Quantitative Human Immunodeficiency Virus (HIV)-1 Antibodies Correlate With Plasma HIV-1 RNA and Cell-associated DNA Levels in Children on Antiretroviral Therapy

Abstract Background This study measured serial plasma human immunodeficiency virus (HIV)-1–specific antibody (Ab) levels in children who initiated antiretroviral therapy (ART) prior to 2 years of age, and evaluated their relationship to peripheral blood HIV-1 RNA and DNA levels. Methods We studied 46 HIV-1–infected children, stratified by age at ART initiation (3 mo–2 years, late therapy [LT]) and by virologic response (R) or non-response (NR), before and up to 4 years following ART. We studied 20 HIV-1–uninfected children born to HIV-1–infected mothers (seroreverters [SR]) as controls. Plasma immunoglobulin G (IgG) Ab levels directed against HIV-1 envelope (gp160, gp41), gag (capsid, p24; matrix, p17), reverse transcriptase (p66/51), and integrase (p31) were serially measured using quantitative enzyme-linked immunosorbent assays. HIV-1 Ab rates of decline were estimated over the first 15 months of the study. Results The HIV-1 Ab rates of decline in the ET-R group were similar to those in the SR group for all Ab specificities, except for p17 (P = .01).
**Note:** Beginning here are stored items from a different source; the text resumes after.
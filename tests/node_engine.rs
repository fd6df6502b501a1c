mod common;

use std::sync::Arc;
use std::time::Duration;

use common::{config, eventually, link, start, wait_event, Note, NoteParser, RawPeer};
use heart::protocol::{Command, ErrorCode, Package, Ping, MAXIMUM_PACKAGE_SIZE};
use heart::{
    AddNodeError, AppError, ConnectionStatus, DispatchOrder, NodeEvent, NodeState, TlsMode,
};
use tokio::time;

#[tokio::test(flavor = "multi_thread", worker_threads = 4)]
async fn ping_is_answered_with_matching_pong() {
    let (node, address) = start(config("ping-server")).await;
    let mut peer = RawPeer::connect(address).await;

    // the node introduces itself first
    peer.expect(Command::VERSION).await;

    let ping = Package::new(Command::PING, Vec::new());
    peer.send(&ping).await;
    let pong = peer.expect(Command::PONG).await;

    assert_eq!(pong.header.trigger_hash, ping.hash());
    assert!(pong.is_valid());
    assert_eq!(node.state(), NodeState::Listening);
    assert_eq!(node.local_address(), Some(address));
    node.stop().await;
}

#[tokio::test(flavor = "multi_thread", worker_threads = 4)]
async fn two_nodes_confirm_each_other() {
    let (alpha, _) = start(config("alpha")).await;
    let (beta, beta_address) = start(config("beta")).await;

    let alpha_seen_by_beta = link(&alpha, &beta, beta_address).await;

    let outbound = alpha.get_info(&beta_address).unwrap();
    assert_eq!(outbound.status, ConnectionStatus::Confirmed);
    assert!(outbound.is_local);
    assert_eq!(outbound.peer_name.as_deref(), Some("beta"));

    let inbound = beta.get_info(&alpha_seen_by_beta).unwrap();
    assert_eq!(inbound.status, ConnectionStatus::Confirmed);
    assert!(!inbound.is_local);
    assert_eq!(inbound.peer_name.as_deref(), Some("alpha"));

    assert_eq!(alpha.connections_count(), 1);
    assert_eq!(beta.connections().len(), 1);

    alpha.stop().await;
    beta.stop().await;
}

#[tokio::test(flavor = "multi_thread", worker_threads = 4)]
async fn self_signed_tls_link() {
    let mut tls_config = config("tls-alpha");
    tls_config.tls_mode = TlsMode::SelfSigned;
    let (alpha, _) = start(tls_config).await;
    let mut tls_config = config("tls-beta");
    tls_config.tls_mode = TlsMode::SelfSigned;
    let (beta, beta_address) = start(tls_config).await;

    let alpha_seen_by_beta = link(&alpha, &beta, beta_address).await;

    assert!(alpha.get_info(&beta_address).unwrap().tls);
    assert!(beta.get_info(&alpha_seen_by_beta).unwrap().tls);
    assert_ne!(alpha.send_data(&Ping, beta_address, None), 0);

    alpha.stop().await;
    beta.stop().await;
}

#[tokio::test(flavor = "multi_thread", worker_threads = 4)]
async fn application_parser_receives_notes() {
    let (alpha, _) = start(config("sender")).await;
    let (beta, beta_address) = start(config("receiver")).await;
    let parser = NoteParser::default();
    let seen = parser.seen.clone();
    beta.register_parser(Arc::new(parser));

    let alpha_seen_by_beta = link(&alpha, &beta, beta_address).await;

    let hash = alpha.send_data(&Note(7), beta_address, None);
    assert_ne!(hash, 0);
    eventually(|| seen.lock().len() == 1).await;
    assert_eq!(seen.lock()[0], (alpha_seen_by_beta, 7));

    alpha.stop().await;
    beta.stop().await;
}

#[tokio::test(flavor = "multi_thread", worker_threads = 4)]
async fn per_connection_dispatch_keeps_order() {
    let (alpha, _) = start(config("ordered-sender")).await;
    let mut ordered = config("ordered-receiver");
    ordered.dispatch_order = DispatchOrder::PerConnection;
    ordered.worker_pool_size = 4;
    let (beta, beta_address) = start(ordered).await;
    let parser = NoteParser::default();
    let seen = parser.seen.clone();
    beta.register_parser(Arc::new(parser));

    link(&alpha, &beta, beta_address).await;

    for sequence in 0..200 {
        assert_ne!(alpha.send_data(&Note(sequence), beta_address, None), 0);
    }
    eventually(|| seen.lock().len() == 200).await;
    let sequences: Vec<u32> = seen.lock().iter().map(|(_, sequence)| *sequence).collect();
    assert_eq!(sequences, (0..200).collect::<Vec<_>>());

    alpha.stop().await;
    beta.stop().await;
}

#[tokio::test(flavor = "multi_thread", worker_threads = 4)]
async fn unconfirmed_peer_cannot_use_application_commands() {
    let (node, address) = start(config("strict")).await;
    let parser = NoteParser::default();
    let seen = parser.seen.clone();
    node.register_parser(Arc::new(parser));

    let mut peer = RawPeer::connect(address).await;
    let note = Package::from_message(&Note(1), None).unwrap();
    peer.send(&note).await;

    let answer = peer.expect(Command::BAD_REQUEST).await;
    assert_eq!(answer.header.trigger_hash, note.hash());
    let error = <heart::protocol::BadRequest as heart::Message>::decode(&answer.payload).unwrap();
    assert_eq!(error.code, heart::protocol::ErrorCode::NOT_CONFIRMED);
    assert!(seen.lock().is_empty());

    let info = node.get_info(&peer.local_addr()).unwrap();
    assert_eq!(info.trust, heart::TrustLevel::DEFAULT + heart::TrustPenalty::PROTOCOL_ERROR);
    node.stop().await;
}

#[tokio::test(flavor = "multi_thread", worker_threads = 4)]
async fn send_and_wait_reports_write_outcome() {
    let (alpha, _) = start(config("waiter")).await;
    let (beta, beta_address) = start(config("waited")).await;
    link(&alpha, &beta, beta_address).await;

    let ping = Package::new(Command::PING, Vec::new());
    assert!(alpha.send_package_and_wait_async(ping.clone(), beta_address).await);

    let unknown = "127.0.0.1:1".parse().unwrap();
    assert!(!alpha.send_package_and_wait_async(ping.clone(), unknown).await);
    assert!(!alpha.send_package(ping.clone(), unknown));

    let blocking = alpha.clone();
    let written = tokio::task::spawn_blocking(move || {
        blocking.send_package_and_wait(ping, beta_address)
    })
    .await
    .unwrap();
    assert!(written);

    alpha.stop().await;
    beta.stop().await;
}

#[tokio::test(flavor = "multi_thread", worker_threads = 4)]
async fn stop_closes_every_connection() {
    let (alpha, _) = start(config("stopping")).await;
    let (beta, beta_address) = start(config("staying")).await;
    let alpha_seen_by_beta = link(&alpha, &beta, beta_address).await;
    let mut beta_events = beta.subscribe();

    alpha.stop().await;

    assert_eq!(alpha.state(), NodeState::Idle);
    assert_eq!(alpha.connections_count(), 0);
    assert_eq!(alpha.send_data(&Ping, beta_address, None), 0);
    wait_event(&mut beta_events, |event| {
        matches!(event, NodeEvent::Disconnected(info) if info.address == alpha_seen_by_beta)
    })
    .await;
    eventually(|| beta.connections_count() == 0).await;
    // cleanly closed entries are reaped
    assert!(beta.get_info(&alpha_seen_by_beta).is_none());

    // a stopped node can listen again
    let address = alpha.run("127.0.0.1", 0).await.unwrap();
    assert_eq!(alpha.local_address(), Some(address));
    alpha.stop().await;
    beta.stop().await;
}

/// Connects a peer that never reads and queues more data for it than the
/// socket buffers hold, so the send thread ends up blocked on it.
async fn stall_send_thread(node: &heart::NodeEngine, address: std::net::SocketAddr) -> RawPeer {
    let stalled = RawPeer::connect(address).await;
    let stalled_address = stalled.local_addr();
    eventually(|| node.get_info(&stalled_address).is_some()).await;

    let bulk = Package::new(Command::new(300), vec![0x42; MAXIMUM_PACKAGE_SIZE as usize]);
    for _ in 0..32 {
        assert!(node.send_package(bulk.clone(), stalled_address));
    }
    time::sleep(Duration::from_millis(200)).await;
    stalled
}

#[tokio::test(flavor = "multi_thread", worker_threads = 4)]
async fn disconnecting_a_stalled_peer_frees_the_send_thread() {
    let mut slow_writes = config("stalled-sender");
    slow_writes.send_wait_timeout_ms = 30_000;
    let (node, address) = start(slow_writes).await;
    let stalled = stall_send_thread(&node, address).await;

    assert!(node.disconnect(stalled.local_addr()));

    let mut healthy = RawPeer::connect(address).await;
    let ping = Package::new(Command::PING, Vec::new());
    healthy.send(&ping).await;
    let pong = healthy.expect(Command::PONG).await;
    assert_eq!(pong.header.trigger_hash, ping.hash());
    node.stop().await;
}

#[tokio::test(flavor = "multi_thread", worker_threads = 4)]
async fn stalled_write_times_out_and_drops_the_peer() {
    let (node, address) = start(config("deadline")).await;
    let mut events = node.subscribe();
    let stalled = stall_send_thread(&node, address).await;
    let stalled_address = stalled.local_addr();

    wait_event(&mut events, |event| {
        matches!(
            event,
            NodeEvent::RequestError { address, code, .. }
                if *address == stalled_address && *code == ErrorCode::WRITE_FAILED
        )
    })
    .await;
    wait_event(&mut events, |event| {
        matches!(event, NodeEvent::Disconnected(info) if info.address == stalled_address)
    })
    .await;

    // writes to everyone else flow again
    let mut healthy = RawPeer::connect(address).await;
    healthy.send(&Package::new(Command::PING, Vec::new())).await;
    healthy.expect(Command::PONG).await;
    node.stop().await;
}

#[tokio::test(flavor = "multi_thread", worker_threads = 4)]
async fn stop_finishes_with_an_unresponsive_peer() {
    let (node, address) = start(config("unblocked-stop")).await;
    let _stalled = stall_send_thread(&node, address).await;

    time::timeout(Duration::from_secs(5), node.stop())
        .await
        .expect("stop hung on a peer that does not read");
    assert_eq!(node.state(), NodeState::Idle);
    assert_eq!(node.connections_count(), 0);
}

#[tokio::test(flavor = "multi_thread", worker_threads = 4)]
async fn failed_tls_handshake_is_reported() {
    let mut tls_config = config("tls-guard");
    tls_config.tls_mode = TlsMode::SelfSigned;
    let (node, address) = start(tls_config).await;
    let mut events = node.subscribe();

    let mut plain = RawPeer::connect(address).await;
    let plain_address = plain.local_addr();
    plain.send(&Package::new(Command::PING, Vec::new())).await;

    wait_event(&mut events, |event| {
        matches!(
            event,
            NodeEvent::RequestError { address, code, .. }
                if *address == plain_address && *code == ErrorCode::TLS_HANDSHAKE
        )
    })
    .await;
    assert_eq!(node.connections_count(), 0);
    assert!(node.get_info(&plain_address).is_none());
    node.stop().await;
}

#[tokio::test(flavor = "multi_thread", worker_threads = 4)]
async fn second_run_is_refused() {
    let (node, _) = start(config("twice")).await;
    assert!(matches!(
        node.run("127.0.0.1", 0).await,
        Err(AppError::IllegalStateError(_))
    ));
    node.stop().await;
}

#[tokio::test(flavor = "multi_thread", worker_threads = 4)]
async fn unknown_host_fires_add_node_failed() {
    let (node, _) = start(config("resolver")).await;
    let mut events = node.subscribe();

    let attempt = node.connect_to_host("no-such-host.invalid", 7777, TlsMode::NoSsl);
    assert!(matches!(
        attempt.await.unwrap(),
        Err(AppError::HostNotFound(_))
    ));
    wait_event(&mut events, |event| {
        matches!(
            event,
            NodeEvent::AddNodeFailed {
                error: AddNodeError::HostNotFound,
                ..
            }
        )
    })
    .await;
    node.stop().await;
}

#[tokio::test(flavor = "multi_thread", worker_threads = 4)]
async fn refused_connection_fires_add_node_failed() {
    let (node, _) = start(config("dialer")).await;
    let mut events = node.subscribe();

    // bind and drop to find a port nobody listens on
    let closed_port = {
        let listener = std::net::TcpListener::bind("127.0.0.1:0").unwrap();
        listener.local_addr().unwrap()
    };
    assert!(node.connect_to(closed_port, TlsMode::NoSsl).await.is_err());
    wait_event(&mut events, |event| {
        matches!(
            event,
            NodeEvent::AddNodeFailed {
                error: AddNodeError::ConnectionRefused,
                ..
            }
        )
    })
    .await;
    time::sleep(Duration::from_millis(10)).await;
    assert_eq!(node.connections_count(), 0);
    node.stop().await;
}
Ab decline rates in the LT-R group and the NR group were significantly slower than in the SR group for all tested Ab specificities. After 1 year of age, Ab levels to p31 and p17 were significantly associated with HIV-1 RNA levels (P < .001); Ab levels to gp160 (P < .001) and gp41 (P < .001) were significantly associated with cell-associated HIV-1 DNA levels. Conclusions Quantitative HIV-1–specific Ab levels may be useful for screening children on ART for viral suppression or for residual, cell-associated HIV-1 DNA levels. Clinical Trials Registration NCT00000872. Quantitative human immunodeficiency virus (HIV)-1–specific antibody levels are associated with plasma HIV-1 RNA and cell-associated HIV-1 DNA levels in children on antiretroviral therapy and may be useful for identifying children with viral suppression and low residual HIV-1 DNA levels.